Information shown:
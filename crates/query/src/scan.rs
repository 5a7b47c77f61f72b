//! Event scan requests

use chrono::{DateTime, Utc};
use serde::{Deserialize, Serialize};

use crate::event::ObjectSet;

/// What a backend must return for one aggregation
///
/// Backends return every event of `object_set` whose timestamp is at or after
/// `since`. Returning more is allowed; callers re-apply their own filters.
#[derive(Debug, Clone, Copy, PartialEq, Eq, Serialize, Deserialize)]
pub struct EventScan {
    /// Object set to flatten
    pub object_set: ObjectSet,
    /// Inclusive lower time boundary
    pub since: DateTime<Utc>,
}

impl EventScan {
    /// Create a scan request
    pub fn new(object_set: ObjectSet, since: DateTime<Utc>) -> Self {
        Self { object_set, since }
    }
}
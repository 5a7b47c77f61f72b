//! Panels and the access engine
//!
//! A panel is one chart of the dashboard:
//!
//! - **usage**: accesses per namespace for one object set
//! - **drill_down**: accesses per table inside one namespace
//!
//! Every panel runs the same pipeline: scan, aggregate, pivot, compose.

pub mod drilldown;
pub mod usage;

pub use drilldown::DrillDownPanel;
pub use usage::UsagePanel;

use std::sync::Arc;
use std::time::Instant;

use async_trait::async_trait;
use chrono::{DateTime, Utc};
use egress_query::{EventScan, ObjectSet, QueryBackend, Statement};
use serde::Serialize;

use crate::aggregate::aggregate;
use crate::builder::{CountRequest, count_statement};
use crate::error::{AnalyticsError, Result};
use crate::period::PeriodClass;
use crate::pivot::PivotTable;
use crate::series::ChartSpec;
use crate::settings::Settings;
use crate::window::TimeWindow;

/// The user's choice for one panel
#[derive(Debug, Clone, PartialEq, Eq)]
pub struct Selection {
    /// Bucketing granularity
    pub period: PeriodClass,
    /// Selected environment
    pub environment: String,
    /// Object set to count
    pub object_set: ObjectSet,
    /// Pinned "now"; the wall clock when unset
    pub as_of: Option<DateTime<Utc>>,
}

impl Selection {
    /// Create a selection over underlying objects
    pub fn new(period: PeriodClass, environment: impl Into<String>) -> Self {
        Self {
            period,
            environment: environment.into(),
            object_set: ObjectSet::Base,
            as_of: None,
        }
    }

    /// Set the object set
    pub fn with_object_set(mut self, object_set: ObjectSet) -> Self {
        self.object_set = object_set;
        self
    }

    /// Pin "now"
    pub fn with_as_of(mut self, as_of: DateTime<Utc>) -> Self {
        self.as_of = Some(as_of);
        self
    }

    /// Resolve the lookback window for this selection
    pub fn window(&self, settings: &Settings) -> TimeWindow {
        let rule = settings.rule(self.period);
        match self.as_of {
            Some(now) => TimeWindow::resolve_at(self.period, rule, now),
            None => TimeWindow::resolve(self.period, rule),
        }
    }
}

/// Result of evaluating one panel
#[derive(Debug, Clone, PartialEq, Eq, Serialize)]
pub struct PanelOutput {
    /// Panel title
    pub title: String,
    /// Dense per-bucket counts
    pub pivot: PivotTable,
    /// Chart ready for rendering
    pub chart: ChartSpec,
}

/// A chart that can be evaluated against a query backend
#[async_trait]
pub trait Panel: Send + Sync {
    /// Get the panel name for logging/identification
    fn name(&self) -> &'static str;

    /// Title shown above the chart
    fn title(&self) -> String;

    /// Selection the panel was built for
    fn selection(&self) -> &Selection;

    /// Grouped-count request for a resolved window
    fn request(&self, settings: &Settings, window: &TimeWindow) -> CountRequest;

    /// Evaluate the panel
    async fn execute(&self, backend: &dyn QueryBackend, settings: &Settings) -> Result<PanelOutput> {
        let selection = self.selection();
        settings.check_environment(&selection.environment)?;

        let window = selection.window(settings);
        let request = self.request(settings, &window);

        let start = Instant::now();
        let events = backend
            .scan(&EventScan::new(request.object_set, window.boundary))
            .await?;
        let rows = aggregate(
            &events,
            &request.filter,
            request.period,
            &request.key,
            settings.parser(),
        );
        let pivot = PivotTable::from_counts(&rows);
        let chart = ChartSpec::compose(&pivot, request.period, window.window_offset);

        tracing::debug!(
            panel = self.name(),
            backend = backend.name(),
            period = %request.period,
            environment = %selection.environment,
            object_set = %request.object_set,
            since = %window.boundary,
            events = events.len(),
            categories = pivot.categories.len(),
            buckets = pivot.rows.len(),
            elapsed_ms = start.elapsed().as_millis() as u64,
            "panel evaluated"
        );

        Ok(PanelOutput {
            title: self.title(),
            pivot,
            chart,
        })
    }
}

/// Access engine for evaluating panels
#[derive(Clone)]
pub struct AccessEngine {
    backend: Arc<dyn QueryBackend>,
    settings: Arc<Settings>,
}

impl AccessEngine {
    /// Create a new engine over a backend
    pub fn new(backend: Arc<dyn QueryBackend>, settings: Arc<Settings>) -> Self {
        Self { backend, settings }
    }

    /// Get a reference to the underlying query backend
    pub fn backend(&self) -> &dyn QueryBackend {
        self.backend.as_ref()
    }

    /// Get the backend name
    pub fn backend_name(&self) -> &'static str {
        self.backend.name()
    }

    /// Settings shared by all panels
    pub fn settings(&self) -> &Settings {
        &self.settings
    }

    /// Check that the backend can serve scans
    pub async fn health_check(&self) -> Result<()> {
        self.backend.health_check().await.map_err(|e| {
            AnalyticsError::QueryFailed(format!("{} backend unavailable: {}", self.backend.name(), e))
        })
    }

    /// Evaluate any panel
    pub async fn execute(&self, panel: &dyn Panel) -> Result<PanelOutput> {
        panel.execute(self.backend.as_ref(), &self.settings).await
    }

    /// Accesses per namespace
    pub async fn usage(&self, selection: &Selection) -> Result<PanelOutput> {
        let panel = UsagePanel::new(selection.clone());
        self.execute(&panel).await
    }

    /// Accesses per table within one namespace
    pub async fn drill_down(&self, namespace: &str, selection: &Selection) -> Result<PanelOutput> {
        let panel = DrillDownPanel::new(namespace, selection.clone());
        self.execute(&panel).await
    }

    /// Namespaces seen in the selection's window, sorted
    pub async fn namespaces(&self, selection: &Selection) -> Result<Vec<String>> {
        let output = self.usage(selection).await?;
        Ok(output.pivot.categories)
    }

    /// Warehouse SQL for a usage or drill-down panel
    pub fn explain(&self, selection: &Selection, namespace: Option<&str>) -> Result<Statement> {
        self.settings.check_environment(&selection.environment)?;
        let window = selection.window(&self.settings);

        let request = match namespace {
            Some(ns) => DrillDownPanel::new(ns, selection.clone()).request(&self.settings, &window),
            None => UsagePanel::new(selection.clone()).request(&self.settings, &window),
        };

        Ok(count_statement(&request, &self.settings.sql))
    }
}

#[cfg(test)]
mod panels_test;
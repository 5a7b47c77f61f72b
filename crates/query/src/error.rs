//! Query error types

use std::time::Duration;

/// Errors that can occur during query execution
#[derive(Debug, thiserror::Error)]
pub enum QueryError {
    /// Connection failed
    #[error("connection failed: {0}")]
    Connection(String),

    /// Query execution failed
    #[error("query execution failed: {0}")]
    Execution(String),

    /// The backend did not answer in time
    #[error("query timed out after {0:?}")]
    Timeout(Duration),

    /// Query could not be expressed for this backend
    #[error("invalid query: {0}")]
    InvalidQuery(String),

    /// No data files found
    #[error("no data files found: {0}")]
    NoDataFiles(String),

    /// I/O error
    #[error("I/O error: {0}")]
    Io(#[from] std::io::Error),

    /// Configuration error
    #[error("configuration error: {0}")]
    Config(String),

    /// Serialization error
    #[error("serialization error: {0}")]
    Serialization(String),
}

impl From<glob::PatternError> for QueryError {
    fn from(err: glob::PatternError) -> Self {
        QueryError::Config(format!("invalid glob pattern: {}", err))
    }
}

impl From<glob::GlobError> for QueryError {
    fn from(err: glob::GlobError) -> Self {
        QueryError::Io(std::io::Error::other(err.to_string()))
    }
}

impl From<serde_json::Error> for QueryError {
    fn from(err: serde_json::Error) -> Self {
        QueryError::Serialization(err.to_string())
    }
}
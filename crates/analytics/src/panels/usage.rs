//! Usage panel
//!
//! Accesses per namespace for one object set.

use async_trait::async_trait;

use crate::aggregate::CategoryKey;
use crate::builder::CountRequest;
use crate::panels::{Panel, Selection};
use crate::settings::Settings;
use crate::window::TimeWindow;

/// Top-level panel grouping by namespace
pub struct UsagePanel {
    selection: Selection,
}

impl UsagePanel {
    /// Create a new usage panel
    pub fn new(selection: Selection) -> Self {
        Self { selection }
    }
}

#[async_trait]
impl Panel for UsagePanel {
    fn name(&self) -> &'static str {
        "usage"
    }

    fn title(&self) -> String {
        format!("{} Data Egress", self.selection.object_set.label())
    }

    fn selection(&self) -> &Selection {
        &self.selection
    }

    fn request(&self, settings: &Settings, window: &TimeWindow) -> CountRequest {
        CountRequest::new(
            self.selection.object_set,
            self.selection.period,
            settings.filter(window.boundary, &self.selection.environment),
            CategoryKey::Namespace,
        )
    }
}

#[cfg(test)]
mod tests {
    use super::*;
    use crate::period::PeriodClass;
    use chrono::{TimeZone, Utc};
    use egress_config::Config;
    use egress_query::ObjectSet;

    #[test]
    fn test_titles() {
        let base = UsagePanel::new(Selection::new(PeriodClass::Daily, "PRD"));
        let direct = UsagePanel::new(
            Selection::new(PeriodClass::Daily, "PRD").with_object_set(ObjectSet::Direct),
        );

        assert_eq!(base.title(), "Underlying Data Egress");
        assert_eq!(direct.title(), "Direct Data Egress");
    }

    #[test]
    fn test_request() {
        let settings = Settings::from_config(&Config::default()).unwrap();
        let now = Utc.with_ymd_and_hms(2024, 5, 10, 10, 15, 0).unwrap();
        let selection = Selection::new(PeriodClass::Hourly, "TST").with_as_of(now);
        let window = selection.window(&settings);

        let request = UsagePanel::new(selection).request(&settings, &window);

        assert_eq!(request.key, CategoryKey::Namespace);
        assert_eq!(request.filter.environment, "TST");
        assert_eq!(
            request.filter.since,
            Utc.with_ymd_and_hms(2024, 5, 7, 10, 0, 0).unwrap()
        );
        assert!(request.filter.namespace.is_none());
    }
}
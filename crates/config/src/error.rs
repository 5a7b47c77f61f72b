//! Configuration error types

use std::io;
use thiserror::Error;

/// Result type for configuration operations
pub type Result<T> = std::result::Result<T, ConfigError>;

/// Errors that can occur when loading or validating configuration
#[derive(Debug, Error)]
pub enum ConfigError {
    /// Failed to read configuration file
    #[error("failed to read config file '{path}': {source}")]
    IoError {
        /// Path to the file
        path: String,
        /// Underlying IO error
        #[source]
        source: io::Error,
    },

    /// Failed to parse TOML
    #[error("failed to parse config: {0}")]
    ParseError(#[from] toml::de::Error),

    /// Validation error - invalid value
    #[error("{section} has invalid {field}: {message}")]
    InvalidValue {
        /// Config section (e.g., "periods.hourly", "parser")
        section: String,
        /// Field name
        field: &'static str,
        /// Error message
        message: String,
    },

    /// No environments to select from
    #[error("filters.environments is empty - at least one environment must be listed")]
    NoEnvironments,
}

impl ConfigError {
    /// Create an InvalidValue error
    pub fn invalid_value(
        section: impl Into<String>,
        field: &'static str,
        message: impl Into<String>,
    ) -> Self {
        Self::InvalidValue {
            section: section.into(),
            field,
            message: message.into(),
        }
    }
}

Brief:
Reproduce every line in the data that has the word "found" in it.

Output below:
    /// No data files found
    #[error("no data files found: {0}")]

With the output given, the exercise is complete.